Por mais de 20 anos, sua equipe e outras pessoas ao redor do mundo perseguiram uma pedreira indescritavel osa estrutura 3D de uma proteana de sinalização crucial nas células. No final de 2021, suas imagens de microsca³pio eletra´nico da molanãcula começam a entrar em foco. Em 8 de dezembro, o pa³s-doutorando Naotaka Tsutsumi e o estudante de pós-graduação Caleb Glassman lhe enviaram um e-mail com uma imagem
surpreendentemente clara da proteana presa a um receptor-chave. "Eu estava sentado em uma reunia£o e percebi que tanhamos", lembra Garcia, pesquisador do Howard Hughes Medical Institute da Universidade de Stanford. "Eu imediatamente saa da reunia£o e corri de volta para o laboratório."
Glassman, que acabara de se mudar para Boston para um pa³s-doutorado em Harvard, cancelou sua planejada viagem ao interior e voltou correndo para Stanford. "Eu queria terminar o que Naotaka e eu comea§amos", explica ele. Em seguida, os três pesquisadores trabalharam dia e noite para definir a estrutura completa da proteana, conhecida como Janus quinase , e vencer os laboratórios concorrentes na descoberta. "Foi uma grande corrida de cavalos entre muitos grandes grupos em todo o mundo, e esta¡vamos correndo em direção a linha de chegada", diz Garcia. Em 26 de dezembro, eles enviaram um manuscrito para a revista Science , que publicou o trabalho em 10 de mara§o de 2022.

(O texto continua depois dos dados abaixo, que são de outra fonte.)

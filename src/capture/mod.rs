//! Frame acquisition: the pixel grid, the decoder and its cancellation token.

mod cancel;
mod decoder;
mod grid;
mod progress;

pub use cancel::CancellationToken;
pub use decoder::{Connection, StreamDecoder};
pub use grid::{CaptureResult, Completion, Dimensions, PixelGrid};
pub use progress::{LogProgress, NoProgress, Progress};
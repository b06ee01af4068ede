//! Hardware integration tests.
//!
//! These tests require a real serial device and are ignored by default.
//! Run with: cargo test --features hardware-tests -- --ignored

#![cfg(feature = "hardware-tests")]

use serial_framegrab::config::ConfigLoader;
use serial_framegrab::{
    CancellationToken, Pipeline, Platform, PlatformScan, PortConfiguration, PortEnumerator,
    PortOpener, SerialPortOpener,
};

#[test]
#[ignore]
fn discovered_ports_reopen() {
    let opener = SerialPortOpener;
    let platform = Platform::host().expect("host platform");
    let found = PortEnumerator::new(PlatformScan::new(platform), &opener).discover();
    println!("Discovered: {:?}", found);

    for handle in &found {
        let port = opener.open(handle, PortConfiguration::default());
        assert!(port.is_ok(), "{} passed the probe but failed to reopen", handle);
    }
}

/// Captures one frame from `SERIAL_FRAMEGRAB_SERIAL_PORT` (or the first device found).
#[test]
#[ignore]
fn capture_one_frame() {
    let dir = tempfile::tempdir().unwrap();
    let mut config = ConfigLoader::load().expect("config").into_config();
    config.output.json_path = dir.path().join("out.txt");
    config.output.image_path = dir.path().join("out.png");

    let opener = SerialPortOpener;
    let token = CancellationToken::new();
    let summary = Pipeline::new(config, &opener)
        .run(&token, &mut serial_framegrab::LogProgress::new())
        .expect("capture");

    println!("{:?}", summary);
    assert!(summary.json_path.exists());
    assert!(summary.image_path.exists());
}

A equipe de Garcia capturou não apenas a estrutura completa de uma molanãcula de sinalização vitalmente importante, mas também o mecanismo de como essas quinases funcionam, que era "uma questãofundamental na biologia", diz John O'Shea, imunologista do National Institutes of Health que ajudou a desenvolver um dos primeiros medicamentos para bloquear a função da Janus quinase e não esteve envolvido com a nova pesquisa. Como as proteanas podem dar errado na doena§a, os resultados podem levar a novas e melhores drogas contra certos tipos de ca¢ncer. "a‰ um trabalho incravel", diz O'Shea.
Desbastando
Janus quinases pegam sinais que vão de fora das células e passam a informação para moléculas internas. Os cientistas sabem hános que o mau funcionamento das Janus quinases pode causar doena§as. Algumas mutações que prejudicam as Janus quinases podem reduzir severamente a capacidade do corpo de combater a infecção, causando uma condição praticamente idaªntica a "doença do menino bolha". E quando falhas genanãticas e sinais exagerados aceleram demais as quinases, o resultado pode ser câncer no sangue, como leucemia , e doenças alanãrgicas ou autoimunes .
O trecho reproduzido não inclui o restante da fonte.